Exercise data START

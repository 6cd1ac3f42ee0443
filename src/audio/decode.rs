use std::io::Cursor;
use std::path::Path;
use symphonia::core::audio::SampleBuffer;
use symphonia::core::codecs::DecoderOptions;
use symphonia::core::formats::FormatOptions;
use symphonia::core::io::MediaSourceStream;
use symphonia::core::meta::MetadataOptions;
use symphonia::core::probe::Hint;

use crate::error::SourceError;

/// Decoded PCM for a single channel.
#[derive(Clone, Debug)]
pub struct AudioBuffer {
    pub samples: Vec<f32>,
    pub sample_rate: u32,
    /// Seconds
    pub duration: f64,
}

impl AudioBuffer {
    pub fn new(samples: Vec<f32>, sample_rate: u32) -> Self {
        let duration = if sample_rate == 0 {
            0.0
        } else {
            samples.len() as f64 / sample_rate as f64
        };
        Self {
            samples,
            sample_rate,
            duration,
        }
    }
}

pub fn decode_audio(path: &Path) -> Result<AudioBuffer, SourceError> {
    let bytes = std::fs::read(path).map_err(|e| {
        SourceError::Unavailable(format!("failed to open {}: {}", path.display(), e))
    })?;
    let ext = path.extension().and_then(|e| e.to_str());
    decode_bytes(bytes, ext)
}

/// Decode an encoded recording held in memory. Only the first channel is kept.
pub fn decode_bytes(bytes: Vec<u8>, extension: Option<&str>) -> Result<AudioBuffer, SourceError> {
    if bytes.is_empty() {
        return Err(SourceError::DecodeFailed("empty input".into()));
    }

    let mss = MediaSourceStream::new(Box::new(Cursor::new(bytes)), Default::default());

    let mut hint = Hint::new();
    if let Some(ext) = extension {
        hint.with_extension(ext);
    }

    let probed = symphonia::default::get_probe()
        .format(&hint, mss, &FormatOptions::default(), &MetadataOptions::default())
        .map_err(|e| SourceError::DecodeFailed(format!("failed to probe audio format: {}", e)))?;

    let mut format = probed.format;

    let track = format
        .tracks()
        .iter()
        .find(|t| t.codec_params.codec != symphonia::core::codecs::CODEC_TYPE_NULL)
        .ok_or_else(|| SourceError::DecodeFailed("no audio tracks found".into()))?;

    let track_id = track.id;
    let channels = track.codec_params.channels.map_or(1, |c| c.count()).max(1);
    let sample_rate = track
        .codec_params
        .sample_rate
        .ok_or_else(|| SourceError::DecodeFailed("unknown sample rate".into()))?;

    let mut decoder = symphonia::default::get_codecs()
        .make(&track.codec_params, &DecoderOptions::default())
        .map_err(|e| SourceError::DecodeFailed(format!("failed to create decoder: {}", e)))?;

    let mut first_channel: Vec<f32> = Vec::new();

    loop {
        let packet = match format.next_packet() {
            Ok(packet) => packet,
            Err(symphonia::core::errors::Error::IoError(ref e))
                if e.kind() == std::io::ErrorKind::UnexpectedEof =>
            {
                break;
            }
            Err(e) => return Err(SourceError::DecodeFailed(e.to_string())),
        };

        if packet.track_id() != track_id {
            continue;
        }

        let decoded = match decoder.decode(&packet) {
            Ok(d) => d,
            Err(symphonia::core::errors::Error::DecodeError(_)) => continue,
            Err(e) => return Err(SourceError::DecodeFailed(e.to_string())),
        };

        let spec = *decoded.spec();
        let num_frames = decoded.frames();

        let mut sample_buf = SampleBuffer::<f32>::new(num_frames as u64, spec);
        sample_buf.copy_interleaved_ref(decoded);

        first_channel.extend(sample_buf.samples().iter().step_by(channels));
    }

    let buffer = AudioBuffer::new(first_channel, sample_rate);

    log::info!(
        "Decoded audio: {} samples, {}Hz, {:.2}s (channel 1 of {})",
        buffer.samples.len(),
        buffer.sample_rate,
        buffer.duration,
        channels
    );

    Ok(buffer)
}
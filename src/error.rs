use thiserror::Error;

/// Failures reported by the collaborators that feed the analysis core.
///
/// Each variant maps to a stable category string so callers can branch on it
/// without matching on the message text.
#[derive(Debug, Error)]
pub enum SourceError {
    #[error("source unavailable: {0}")]
    Unavailable(String),
    #[error("decode failed: {0}")]
    DecodeFailed(String),
    #[error("source exhausted at {at:.2}s (buffer is {length:.2}s long)")]
    Exhausted { at: f64, length: f64 },
}

impl SourceError {
    pub fn category(&self) -> &'static str {
        match self {
            SourceError::Unavailable(_) => "source unavailable",
            SourceError::DecodeFailed(_) => "decode failed",
            SourceError::Exhausted { .. } => "source exhausted",
        }
    }
}

/// Why a sample window could not be completed.
#[derive(Debug, Error)]
pub enum CollectError {
    #[error("insufficient samples: collected {collected} of {expected} (cancelled)")]
    Cancelled { collected: usize, expected: usize },
    #[error("insufficient samples: plan of {duration_ms}ms every {interval_ms}ms takes no snapshots")]
    EmptyPlan { interval_ms: u64, duration_ms: u64 },
    #[error("insufficient samples: collected {collected} of {expected} ({source})")]
    Source {
        collected: usize,
        expected: usize,
        #[source]
        source: SourceError,
    },
}

impl CollectError {
    pub fn collected(&self) -> usize {
        match self {
            CollectError::Cancelled { collected, .. } | CollectError::Source { collected, .. } => {
                *collected
            }
            CollectError::EmptyPlan { .. } => 0,
        }
    }
}

/// Problems with an exported visual code that make it unusable.
#[derive(Debug, Error)]
pub enum CodeFormatError {
    #[error("malformed code file: {0}")]
    Malformed(#[from] serde_json::Error),
    #[error("unsupported grid size {rows}x{cols} (expected {expected}x{expected})")]
    GridSize {
        rows: usize,
        cols: usize,
        expected: usize,
    },
}
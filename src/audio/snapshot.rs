use rustfft::{num_complex::Complex, Fft, FftPlanner};
use serde::Deserialize;
use std::sync::Arc;
use std::time::Duration;

use super::decode::AudioBuffer;
use crate::error::SourceError;

/// Byte magnitudes, one per frequency bin, captured at one instant.
#[derive(Clone, Debug, PartialEq, Eq)]
pub struct FrequencySnapshot(Vec<u8>);

impl FrequencySnapshot {
    pub fn new(bins: Vec<u8>) -> Self {
        Self(bins)
    }

    pub fn bins(&self) -> &[u8] {
        &self.0
    }

    pub fn len(&self) -> usize {
        self.0.len()
    }

    #[allow(dead_code)]
    pub fn is_empty(&self) -> bool {
        self.0.is_empty()
    }

    /// Mean magnitude over every bin (0-255).
    pub fn mean_level(&self) -> f64 {
        if self.0.is_empty() {
            return 0.0;
        }
        self.0.iter().map(|&b| b as f64).sum::<f64>() / self.0.len() as f64
    }
}

/// A completed run of snapshots. Never empty, all snapshots share a bin count.
#[derive(Clone, Debug)]
pub struct SampleWindow {
    snapshots: Vec<FrequencySnapshot>,
}

impl SampleWindow {
    /// `None` for an empty run; aggregation is skipped in that case.
    pub fn new(snapshots: Vec<FrequencySnapshot>) -> Option<Self> {
        let first = snapshots.first()?;
        let bins = first.len();
        assert!(
            snapshots.iter().all(|s| s.len() == bins),
            "snapshots in a window must have the same bin count"
        );
        Some(Self { snapshots })
    }

    pub fn snapshots(&self) -> &[FrequencySnapshot] {
        &self.snapshots
    }

    pub fn len(&self) -> usize {
        self.snapshots.len()
    }

    pub fn bin_count(&self) -> usize {
        self.snapshots[0].len()
    }
}

/// Anything that can hand out the current frequency snapshot on demand.
pub trait SnapshotSource {
    fn bin_count(&self) -> usize;

    /// Capture the snapshot `elapsed` after collection started.
    fn capture(&mut self, elapsed: Duration) -> Result<FrequencySnapshot, SourceError>;
}

#[derive(Clone, Debug, Deserialize, PartialEq)]
pub struct AnalyserSettings {
    #[serde(default = "default_fft_size")]
    pub fft_size: usize,
    #[serde(default = "default_smoothing")]
    pub smoothing: f64,
    #[serde(default = "default_min_decibels")]
    pub min_decibels: f64,
    #[serde(default = "default_max_decibels")]
    pub max_decibels: f64,
}

impl Default for AnalyserSettings {
    fn default() -> Self {
        Self {
            fft_size: default_fft_size(),
            smoothing: default_smoothing(),
            min_decibels: default_min_decibels(),
            max_decibels: default_max_decibels(),
        }
    }
}

fn default_fft_size() -> usize { 256 }
fn default_smoothing() -> f64 { 0.8 }
fn default_min_decibels() -> f64 { -100.0 }
fn default_max_decibels() -> f64 { -30.0 }

/// Byte-spectrum analyser running over a decoded buffer, playing it back as
/// if it were a live input.
///
/// Each capture windows the most recent `fft_size` samples (Blackman),
/// smooths magnitudes against the previous capture and maps the result onto
/// 0-255 between `min_decibels` and `max_decibels`.
pub struct AnalyserSource {
    samples: Vec<f32>,
    sample_rate: u32,
    settings: AnalyserSettings,
    fft: Arc<dyn Fft<f64>>,
    window: Vec<f64>,
    smoothed: Vec<f64>,
}

impl AnalyserSource {
    pub fn new(audio: &AudioBuffer, settings: AnalyserSettings) -> Self {
        assert!(
            settings.fft_size >= 2 && settings.fft_size.is_power_of_two(),
            "analyser fft size must be a power of two"
        );
        assert!(
            settings.max_decibels > settings.min_decibels,
            "analyser max_decibels must exceed min_decibels"
        );

        let n = settings.fft_size;
        let mut planner = FftPlanner::<f64>::new();
        let fft = planner.plan_fft_forward(n);

        Self {
            samples: audio.samples.clone(),
            sample_rate: audio.sample_rate,
            window: blackman_window(n),
            smoothed: vec![0.0; n / 2],
            fft,
            settings,
        }
    }

    fn byte_for(&self, magnitude: f64) -> u8 {
        let db = 20.0 * magnitude.log10();
        let span = self.settings.max_decibels - self.settings.min_decibels;
        let scaled = (255.0 / span * (db - self.settings.min_decibels)).floor();
        // -inf and NaN both land on 0
        if scaled.is_nan() {
            0
        } else {
            scaled.clamp(0.0, 255.0) as u8
        }
    }
}

impl SnapshotSource for AnalyserSource {
    fn bin_count(&self) -> usize {
        self.settings.fft_size / 2
    }

    fn capture(&mut self, elapsed: Duration) -> Result<FrequencySnapshot, SourceError> {
        let length = self.samples.len() as f64 / self.sample_rate.max(1) as f64;
        let at = elapsed.as_secs_f64();
        let end = (at * self.sample_rate as f64).round() as usize;
        if end > self.samples.len() {
            return Err(SourceError::Exhausted { at, length });
        }

        let n = self.settings.fft_size;
        let mut buffer = vec![Complex::new(0.0f64, 0.0); n];
        let start = end.saturating_sub(n);
        let offset = n - (end - start);
        for (i, &s) in self.samples[start..end].iter().enumerate() {
            let idx = offset + i;
            buffer[idx] = Complex::new(s as f64 * self.window[idx], 0.0);
        }
        self.fft.process(&mut buffer);

        let tau = self.settings.smoothing;
        for (k, value) in buffer[..n / 2].iter().enumerate() {
            let magnitude = value.norm() / n as f64;
            self.smoothed[k] = tau * self.smoothed[k] + (1.0 - tau) * magnitude;
        }

        let bins = self.smoothed.iter().map(|&m| self.byte_for(m)).collect();
        Ok(FrequencySnapshot::new(bins))
    }
}

fn blackman_window(size: usize) -> Vec<f64> {
    let alpha = 0.16;
    let a0 = 0.5 * (1.0 - alpha);
    let a1 = 0.5;
    let a2 = 0.5 * alpha;
    (0..size)
        .map(|i| {
            let x = 2.0 * std::f64::consts::PI * i as f64 / size as f64;
            a0 - a1 * x.cos() + a2 * (2.0 * x).cos()
        })
        .collect()
}

#[cfg(test)]
mod tests {
    use super::*;

    fn tone(freq: f64, sample_rate: u32, seconds: f64, amplitude: f32) -> AudioBuffer {
        let len = (sample_rate as f64 * seconds) as usize;
        let samples = (0..len)
            .map(|i| {
                (2.0 * std::f64::consts::PI * freq * i as f64 / sample_rate as f64).sin() as f32
                    * amplitude
            })
            .collect();
        AudioBuffer::new(samples, sample_rate)
    }

    #[test]
    fn empty_window_is_none() {
        assert!(SampleWindow::new(Vec::new()).is_none());
    }

    #[test]
    #[should_panic(expected = "same bin count")]
    fn mismatched_snapshots_are_rejected() {
        SampleWindow::new(vec![
            FrequencySnapshot::new(vec![0; 4]),
            FrequencySnapshot::new(vec![0; 8]),
        ]);
    }

    #[test]
    fn silence_maps_to_zero_bytes() {
        let audio = AudioBuffer::new(vec![0.0; 8_000], 8_000);
        let mut source = AnalyserSource::new(&audio, AnalyserSettings::default());
        let snap = source.capture(Duration::from_millis(100)).unwrap();
        assert_eq!(snap.len(), 128);
        assert!(snap.bins().iter().all(|&b| b == 0));
    }

    #[test]
    fn low_tone_peaks_in_low_bins() {
        // 8 kHz / 256 points = 31.25 Hz per bin, so 125 Hz is bin 4
        let audio = tone(125.0, 8_000, 1.0, 0.01);
        let mut source = AnalyserSource::new(&audio, AnalyserSettings::default());
        let mut last = None;
        for tick in 1..=5 {
            last = Some(source.capture(Duration::from_millis(tick * 100)).unwrap());
        }
        let snap = last.unwrap();
        let peak = snap
            .bins()
            .iter()
            .enumerate()
            .max_by_key(|(_, b)| **b)
            .map(|(i, _)| i)
            .unwrap();
        assert_eq!(peak, 4);
        assert!(snap.bins()[100] < snap.bins()[4]);
    }

    #[test]
    fn capture_past_end_is_exhausted() {
        let audio = AudioBuffer::new(vec![0.1; 800], 8_000);
        let mut source = AnalyserSource::new(&audio, AnalyserSettings::default());
        assert!(source.capture(Duration::from_millis(100)).is_ok());
        let err = source.capture(Duration::from_millis(200)).unwrap_err();
        assert_eq!(err.category(), "source exhausted");
    }

    #[test]
    fn mean_level_averages_bins() {
        let snap = FrequencySnapshot::new(vec![0, 100, 200]);
        assert!((snap.mean_level() - 100.0).abs() < 1e-12);
    }
}
use clap::{Args, Parser, Subcommand};
use std::path::PathBuf;

use crate::audio::features::SpectrumMode;
use crate::render::frame::DEFAULT_CANVAS_SIZE;

#[derive(Parser, Debug)]
#[command(
    name = "micprobe",
    about = "Recording-environment diagnosis, noise preset selection and visual audio codes"
)]
pub struct Cli {
    /// Config file (defaults to ./micprobe.toml or the user config dir)
    #[arg(long, global = true)]
    pub config: Option<PathBuf>,

    #[command(subcommand)]
    pub command: Command,
}

#[derive(Subcommand, Debug)]
pub enum Command {
    /// Sample the environment and print the full diagnostic report
    Analyze(CaptureArgs),

    /// Quick sampling pass that picks and applies a preset
    Auto(CaptureArgs),

    /// Generate a 16x16 visual code from a recording
    Code(CodeArgs),

    /// Load an exported code sidecar and preview it
    Inspect {
        /// Path to an audio-code-<timestamp>.json file
        path: PathBuf,
    },

    /// List the built-in processing presets
    Presets {
        /// Show one preset's processing chain with config overrides applied
        #[arg(long)]
        show: Option<String>,
    },
}

#[derive(Args, Debug)]
pub struct CaptureArgs {
    /// Audio file played through the analyser (WAV, MP3, FLAC, OGG)
    pub input: PathBuf,

    /// Sampling interval in milliseconds (overrides config)
    #[arg(long)]
    pub interval_ms: Option<u64>,

    /// Total sampling duration in milliseconds (overrides config)
    #[arg(long)]
    pub duration_ms: Option<u64>,

    /// Pace snapshots on the wall clock instead of capturing back to back
    #[arg(long)]
    pub realtime: bool,

    /// Print machine-readable JSON instead of the text report
    #[arg(long)]
    pub json: bool,
}

#[derive(Args, Debug)]
pub struct CodeArgs {
    /// Recorded audio file
    pub input: PathBuf,

    /// Directory for the PNG and JSON sidecar (overrides config)
    #[arg(short, long)]
    pub output_dir: Option<PathBuf>,

    /// Canvas size in pixels
    #[arg(long, default_value_t = DEFAULT_CANVAS_SIZE)]
    pub size: u32,

    /// Transform used for the spectral centroid
    #[arg(long, value_enum)]
    pub spectrum: Option<SpectrumMode>,

    /// Skip drawing cell borders
    #[arg(long)]
    pub no_grid_lines: bool,
}
use crate::code::grid::{CodeGrid, GRID_SIZE};

pub const DEFAULT_CANVAS_SIZE: u32 = 400;

const GRID_LINE: [u8; 4] = [0xcc, 0xcc, 0xcc, 0xff];

/// The three tones a cell can take.
#[derive(Clone, Copy, Debug, PartialEq, Eq)]
pub enum Shade {
    Black,
    Gray,
    White,
}

impl Shade {
    pub fn for_value(value: f64) -> Self {
        if value > 0.5 {
            Shade::Black
        } else if value > 0.2 {
            Shade::Gray
        } else {
            Shade::White
        }
    }

    pub fn rgba(self) -> [u8; 4] {
        match self {
            Shade::Black => [0x00, 0x00, 0x00, 0xff],
            Shade::Gray => [0x66, 0x66, 0x66, 0xff],
            Shade::White => [0xff, 0xff, 0xff, 0xff],
        }
    }

    /// Terminal preview glyph.
    pub fn glyph(self) -> char {
        match self {
            Shade::Black => '█',
            Shade::Gray => '▒',
            Shade::White => ' ',
        }
    }
}

pub type ShadeMap = [[Shade; GRID_SIZE]; GRID_SIZE];

/// Threshold every cell of the grid.
pub fn shade_map(code: &CodeGrid) -> ShadeMap {
    let mut shades = [[Shade::White; GRID_SIZE]; GRID_SIZE];
    for (i, row) in shades.iter_mut().enumerate() {
        for (j, shade) in row.iter_mut().enumerate() {
            *shade = Shade::for_value(code.cell(i, j));
        }
    }
    shades
}

/// Rasterizes a code onto a square RGBA canvas.
pub struct CodeRenderer {
    pub size: u32,
    pub grid_lines: bool,
}

impl CodeRenderer {
    pub fn new(size: u32, grid_lines: bool) -> Self {
        assert!(size >= GRID_SIZE as u32, "canvas must fit one pixel per cell");
        Self { size, grid_lines }
    }

    pub fn cell_size(&self) -> f64 {
        self.size as f64 / GRID_SIZE as f64
    }

    /// Row-major RGBA pixels, `size * size * 4` bytes.
    pub fn render(&self, code: &CodeGrid) -> Vec<u8> {
        let shades = shade_map(code);
        let cell = self.cell_size();
        let size = self.size as usize;
        let mut pixels = Vec::with_capacity(size * size * 4);

        for y in 0..size {
            let row = ((y as f64 / cell) as usize).min(GRID_SIZE - 1);
            for x in 0..size {
                let col = ((x as f64 / cell) as usize).min(GRID_SIZE - 1);
                let color = if self.grid_lines && self.on_cell_edge(x, y, cell) {
                    GRID_LINE
                } else {
                    shades[row][col].rgba()
                };
                pixels.extend_from_slice(&color);
            }
        }

        pixels
    }

    fn on_cell_edge(&self, x: usize, y: usize, cell: f64) -> bool {
        let starts_cell = |p: usize| {
            let idx = (p as f64 / cell) as usize;
            p == (idx as f64 * cell).ceil() as usize
        };
        starts_cell(x) || starts_cell(y)
    }
}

Exercise data END

Goal of the exercise
Find the word "category" in the entries, then copy out every line that has it.

Completed task
/// Each variant maps to a stable category string so callers can branch on it
    pub fn category(&self) -> &'static str {
        assert_eq!(err.category(), "source exhausted");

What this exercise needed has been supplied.